E não estão preocupados com o que o ar pode fazer à saúde? “Claro, mas sabe o que faço? Fecho as janelas e as persianas da parte de trás da casa e assim não entra pó nenhum”, responde José Manuel Gonçalves.
A preocupação não é nova e todos apontam a atividade da fábrica SN – Seixal como a responsável pelo problema, mas o assunto voltou à atualidade porque, só este ano, a GNR já recebeu 26 queixas relacionadas com o problema do pó, que se tem depositado sobre os carros da região e que só sai com esfregões palha-de-aço. As queixas referem um pó branco, mas é o pó preto que é mais visível e frequente. Nas ruas, os carros estacionados denunciam a propagação de ambos: o preto, mais visível nos carros de cor clara e o branco nos carros de cor escura, mas também nos vidros.

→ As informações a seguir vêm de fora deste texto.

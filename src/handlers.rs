use crate::enrichment::UserService;
use crate::errors::AppError;
use crate::models::{
    CreateUserRequest, EnrichedUserView, ErrorResponse, UsersResponse, ValidationErrorResponse,
};
use axum::{
    extract::{rejection::JsonRejection, Path, State},
    http::StatusCode,
    Json,
};
use serde_json::json;
use std::sync::Arc;

/// Shared application state injected into handlers.
#[derive(Clone)]
pub struct AppState {
    /// Store + enrichment orchestration.
    pub users: UserService,
    /// Secret expected in `X-API-KEY`; `None` rejects every gated request.
    pub api_key: Option<String>,
}

/// Health check endpoint.
pub async fn health() -> (StatusCode, Json<serde_json::Value>) {
    (
        StatusCode::OK,
        Json(json!({
            "status": "healthy",
            "service": "user-registry-api",
            "version": env!("CARGO_PKG_VERSION")
        })),
    )
}

/// GET /users
///
/// Lists every stored user with tax and payment records attached.
#[utoipa::path(
    get,
    path = "/users",
    tag = "users",
    responses(
        (status = 200, description = "All users", body = UsersResponse),
        (status = 401, description = "Missing or invalid API key", body = ErrorResponse)
    ),
    security(("api_key" = []))
)]
pub async fn list_users(
    State(state): State<Arc<AppState>>,
) -> Result<Json<UsersResponse>, AppError> {
    tracing::info!("GET /users");

    let response = state.users.list_users().await?;
    tracing::info!("Returning {} user(s)", response.users.len());

    Ok(Json(response))
}

/// POST /users
///
/// Creates a user and returns it enriched.
#[utoipa::path(
    post,
    path = "/users",
    tag = "users",
    request_body = CreateUserRequest,
    responses(
        (status = 201, description = "User created", body = EnrichedUserView),
        (status = 400, description = "Invalid fields", body = ValidationErrorResponse),
        (status = 401, description = "Missing or invalid API key", body = ErrorResponse)
    ),
    security(("api_key" = []))
)]
pub async fn create_user(
    State(state): State<Arc<AppState>>,
    payload: Result<Json<CreateUserRequest>, JsonRejection>,
) -> Result<(StatusCode, Json<EnrichedUserView>), AppError> {
    let Json(request) = payload.map_err(|e| AppError::BadRequest(e.body_text()))?;
    tracing::info!("POST /users");

    let user = state.users.create_user(request).await?;
    tracing::debug!("Created user {}", user.id);

    Ok((StatusCode::CREATED, Json(user)))
}

/// GET /users/cpf/:cpf
///
/// Looks a user up by exact cpf.
#[utoipa::path(
    get,
    path = "/users/cpf/{cpf}",
    tag = "users",
    params(("cpf" = String, Path, description = "CPF of the user", example = "12345678900")),
    responses(
        (status = 200, description = "User found", body = EnrichedUserView),
        (status = 404, description = "No user with this cpf"),
        (status = 401, description = "Missing or invalid API key", body = ErrorResponse)
    ),
    security(("api_key" = []))
)]
pub async fn get_user_by_cpf(
    State(state): State<Arc<AppState>>,
    Path(cpf): Path<String>,
) -> Result<Json<EnrichedUserView>, AppError> {
    tracing::info!("GET /users/cpf/:cpf");
    tracing::debug!("Looking up cpf {}", cpf);

    let user = state.users.get_user_by_cpf(&cpf).await?;

    Ok(Json(user))
}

O número das queixas, de resto, foi avançado ao i pelo gabinete de comunicação daquela força de segurança, que precisou ainda que “no dia 19 de janeiro, a Guarda Nacional Republicana, através do Grupo de Intervenção de Proteção e Socorro, recolheu uma amostra dos resíduos na Aldeia de Paio Pires, tendo encaminhado a mesma para a Agência Portuguesa do Ambiente (APA), no sentido de serem efetuadas as respetivas análises”. Ao i, a GNR garantiu também que, “através do Núcleo de Proteção Ambiental de Almada, está a acompanhar esta situação, estando ainda a decorrer diligências”. E não é a única: também a Procuradoria-Geral da República confirmou ao i “a existência de investigações dirigidas pelo Ministério Público relacionadas com a matéria. Essas investigações tiveram origem em queixas apresentadas à GNR por moradores de Paio Pires”.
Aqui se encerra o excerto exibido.